▶ _TO DO_
If a line in the following entries contains the string "seen", it counts toward the total; report only that total.

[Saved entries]
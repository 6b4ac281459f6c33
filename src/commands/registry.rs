//! Flattened command registry.
//!
//! Merges groups, in order, into one code lookup and one key index.

use std::collections::{HashMap, HashSet};

use tracing::{debug, warn};

use super::command::Command;
use super::group::CommandGroup;
use crate::error::{CommandError, Result};

/// All commands of a manager, flattened across groups.
#[derive(Clone, Debug, Default)]
pub struct CommandRegistry {
    commands: Vec<Command>,
    code_to_index: HashMap<String, usize>,
    key_index: HashMap<String, String>,
}

impl CommandRegistry {
    /// Flatten `groups` in order.
    ///
    /// A later command replaces an earlier one with the same code, and a later
    /// key binding replaces an earlier one with the same key. Disabled
    /// commands are kept but never enter the key index.
    pub fn build(groups: &[CommandGroup], warn_on_key_override: bool) -> Self {
        let mut registry = Self::default();

        for group in groups {
            for command in group {
                registry.insert(command.clone(), warn_on_key_override);
            }
        }

        debug!(
            event_type = "registry_built",
            groups = groups.len(),
            commands = registry.commands.len(),
            keybinds = registry.key_index.len(),
            "Command registry built"
        );

        registry
    }

    fn insert(&mut self, command: Command, warn_on_key_override: bool) {
        let code = command.code.clone();

        if let Some(&existing_index) = self.code_to_index.get(&code) {
            self.key_index.retain(|_, bound| *bound != code);
            self.commands[existing_index] = command;
        } else {
            self.code_to_index.insert(code.clone(), self.commands.len());
            self.commands.push(command);
        }

        let Some(index) = self.code_to_index.get(&code).copied() else {
            return;
        };
        let command = &self.commands[index];
        if command.disabled {
            return;
        }
        if let Some(key) = &command.key {
            if let Some(previous) = self.key_index.insert(key.clone(), code.clone()) {
                if warn_on_key_override && previous != code {
                    warn!(
                        event_type = "key_override",
                        key = %key,
                        previous_code = %previous,
                        code = %code,
                        group = %command.group,
                        "Key rebound by a later command group"
                    );
                }
            }
        }
    }

    pub fn commands(&self) -> &[Command] {
        &self.commands
    }

    pub fn get(&self, code: &str) -> Option<&Command> {
        self.code_to_index
            .get(code)
            .and_then(|&i| self.commands.get(i))
    }

    /// Canonical key token -> command code.
    pub fn keybinds(&self) -> &HashMap<String, String> {
        &self.key_index
    }

    pub fn code_for_key(&self, key: &str) -> Option<&str> {
        self.key_index.get(key).map(String::as_str)
    }

    pub fn commands_in_group(&self, group: &str) -> Vec<&Command> {
        self.commands.iter().filter(|c| c.group == group).collect()
    }

    /// Distinct group labels in registration order.
    pub fn groups(&self) -> Vec<&str> {
        let mut seen = HashSet::new();
        self.commands
            .iter()
            .map(|c| c.group.as_str())
            .filter(|g| seen.insert(*g))
            .collect()
    }

    pub fn len(&self) -> usize {
        self.commands.len()
    }

    pub fn is_empty(&self) -> bool {
        self.commands.is_empty()
    }
}

impl<'a> IntoIterator for &'a CommandRegistry {
    type Item = &'a Command;
    type IntoIter = std::slice::Iter<'a, Command>;

    fn into_iter(self) -> Self::IntoIter {
        self.commands.iter()
    }
}

/// Fail with `DuplicateCode` if any code is defined by more than one group.
pub(crate) fn ensure_unique_codes(groups: &[CommandGroup]) -> Result<()> {
    let mut owners: HashMap<&str, &str> = HashMap::new();
    let mut duplicated: Vec<String> = Vec::new();

    for group in groups {
        for command in group {
            if owners.insert(&command.code, group.group()).is_some()
                && !duplicated.contains(&command.code)
            {
                duplicated.push(command.code.clone());
            }
        }
    }

    if duplicated.is_empty() {
        Ok(())
    } else {
        Err(CommandError::DuplicateCode { codes: duplicated })
    }
}
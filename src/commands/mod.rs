//! Command definitions, groups, the flattened registry, and validation.
//!
//! # Example
//!
//! ```
//! use global_commands::commands::{validate, CommandGroup, CommandSpec};
//!
//! let sales = CommandGroup::new(
//!     "sales",
//!     [
//!         ("open_palette", CommandSpec::new("Open command palette").key("f1")),
//!         ("open_drawer", CommandSpec::new("Open cash drawer").key("ctrl+g")),
//!     ],
//! );
//!
//! assert_eq!(sales.codes(), ["open_palette", "open_drawer"]);
//! assert!(validate(&sales).is_ok());
//! ```

mod command;
mod group;
mod registry;
mod validation;


#[cfg(test)]
#[path = "registry_tests.rs"]
mod registry_tests;

#[cfg(test)]
#[path = "validation_tests.rs"]
mod validation_tests;

pub use command::{Command, CommandSpec};
pub use group::CommandGroup;
pub use registry::CommandRegistry;
pub(crate) use registry::ensure_unique_codes;
pub use validation::{is_valid_code, validate};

▶ _TASK OUTPUT_
2